Reflecting on a year, like no other in living memory, I felt drawn to Charles Dickens’ story A Christmas Carol, first published on the 19 December 1843. With the many versions, for both stage and screen, and the continued popularity of the book, why does this haunting tale still resonate with so many people?

Dickens’ wrote the book to voice his concern about injustice and the treatment of the poor. The greed and neglect of the most vulnerable in society by the rich, as symbolised by Jacob Marley. The ghost of Marley, who in life was described as a ‘good man of business’, appears as a warning to his partner Ebenezer Scrooge. Marley is being punished in death for his lack of social responsibility, his focus on his own wealth, and indifference to the well-being of his fellow man; all of which are represented as chains, coiled around him, dragging cash-boxes, keys, padlocks, ledgers, deeds, and heavy purses all wrought in steel. Maybe it is the fact that not much has changed that provides the insight as to why this story continues to haunt us to this day?

Marley tells Scrooge to expect three visitors, the spirits of Christmas past, present and future. This made me think, if they were to visit us, what would the Environment Spirits of Christmas Past, Present and Future have to say?  

At this point, I find myself wishing I was an artist or an illustrator, with the ability to create images so vivid they trigger the insights needed to drive the necessary behaviour change, to create a greater compassion, and goodwill, towards the natural world. But I don’t have that skill, so I will rely on movie characters to create my Environment Spirits of Christmas Past, Present and Future.

The Environment Spirit of Christmas Past must represent apathy, greed and neglect, to symbolise the rapid decline of species over the last 50 years. In all this time, the natural world has been singing, but far too few people have been listening. In the last 12 months, the singing has turned to shouting and screaming, in the form of a global pandemic, zoonotic in nature; created as a result of the line between humans and animals being breached, as the latter has been exploited for trade.

The Environment Spirit of Christmas Past represents how nearly 50 years, of neoliberalism, has built our Jacob Marley like chains, created through a lifestyle of excess, at the expense of the planet. I see Gordon Gekko’s chains trailing all the way to the oceans, the rain forests and the savannas that are falling silent, as they are emptied for profit. Marley’s cash-boxes, ledgers and deeds are replaced with computers, mobile phones, derivatives, collateralised debt obligations and subprime mortgages, again all wrought in steel.

A Christmas Carol was even used to create an anthem for this partying lifestyle, with the UK number-one hit Ebeneezer Goode.

The Environment Spirit of Christmas Present is a reflection of our self-absorption and inability to resist commercialisation. How have we learnt to compartmentalise, to such a degree, that while we feel challenged by the pandemic, we can also set new records for spending on Black Friday and Singles Day? And, how can we expect to help non-human animals, when we have devalued humans to the point, maybe best expressed by Miranda Pristley when she asks, “Is there some reason that my coffee isn’t here? Has she died or something?”; the only possible reason she could consider, why someone hadn’t met her demands was that she must have died!
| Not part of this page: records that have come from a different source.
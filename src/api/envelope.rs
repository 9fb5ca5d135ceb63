//! The `{success, data, error?}` wrapper around every API response

use super::error::{ApiError, ApiResult, FieldErrors};
use serde::Deserialize;

/// Raw response envelope.
///
/// Only ever inspected here: [`Envelope::into_result`] turns it into a plain
/// `Result` so callers never look at the `success` flag themselves.
#[derive(Debug, Deserialize)]
pub struct Envelope<T> {
    #[serde(default)]
    pub success: bool,
    pub data: Option<T>,
    #[serde(default)]
    pub error: Option<String>,
    #[serde(default)]
    pub count: Option<u64>,
    #[serde(default)]
    pub errors: Option<FieldErrors>,
}

impl<T> Envelope<T> {
    /// Unwrap the payload of a 2xx response.
    ///
    /// `fallback` is the message used when the server reports failure without
    /// saying why.
    pub fn into_result(self, fallback: &str) -> ApiResult<T> {
        if !self.success {
            let message = self
                .error
                .filter(|m| !m.trim().is_empty())
                .unwrap_or_else(|| fallback.to_string());
            return Err(match self.errors {
                Some(field_errors) if !field_errors.is_empty() => ApiError::Validation {
                    message,
                    status: None,
                    field_errors,
                },
                _ => ApiError::rejected(message),
            });
        }

        self.data
            .ok_or_else(|| ApiError::Decode("response is missing `data`".to_string()))
    }
}

/// Body shape of error responses; every field is optional
#[derive(Debug, Default, Deserialize)]
pub struct ErrorBody {
    #[serde(default)]
    pub error: Option<String>,
    #[serde(default)]
    pub message: Option<String>,
    #[serde(default)]
    pub errors: Option<FieldErrors>,
}

impl ErrorBody {
    /// `error` wins over `message` when both are present
    pub fn into_parts(self) -> (Option<String>, Option<FieldErrors>) {
        (self.error.or(self.message), self.errors)
    }
}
And, as predicted in the 2006 movie Idiocracy, commercialism runs rampant, as mankind embraced anti-intellectualism, creating a society that appears devoid of intellectual curiosity, social responsibility, and human and non-human rights, as highlighted by the character of Frito. Miranda or Frito are my pick for the Environment Spirit of Christmas Present.

Since the election of Donald Trump in 2016, commentators have pointed out that Idiocracy’s predictions show a level of accuracy. The director himself compared the film’s dim-witted wrestler-turned-president, Dwayne Elizondo Mountain Dew Herbert Camacho, to Trump, after his election. When asked about predicting the future, he remarked, “I’m no prophet, I was off by 490 years.”, given that Idiocracy was set in the year 2505.

And who would be the Environment Spirit of Christmas Future? It is time to make a choice, can we collectively make the change needed? If we don’t, I think my two picks for the Environment Spirit of Christmas Future would be Max in Elysium or Wall-e; one character trying to live in the mess we have created, but barely existing, and the other trying to clean the mess up.

In A Christmas Carol, Scrooge awakens on Christmas morning a changed man, and from that point on he treats everyone with kindness, generosity and compassion, embodying the spirit of Christmas. Will the experience of 2020 be enough to change the trajectory we are traveling, which has resulted in the sixth mass extinction and global warming?

Many recent articles and reports have highlighted how important being out in nature has been, for peoples’ mental health, during the extended lockdowns, and that people have found ‘a new connection with nature’. While this is great, if it doesn’t translate into greater demands on governments to protect nature, and stop the ongoing destruction, it is just another selfish desire of humans, for their own benefit.

If we remain selfish, self-absorbed and yearn for nothing more that a quick return to a pre-COVID19 normal, then nothing will change. We have reached an era of difficult choices, and, as the Ballbreaker Spirit of Christmas Present reminds Bill Murray, in Scrooged, Sometimes Truth is Painful.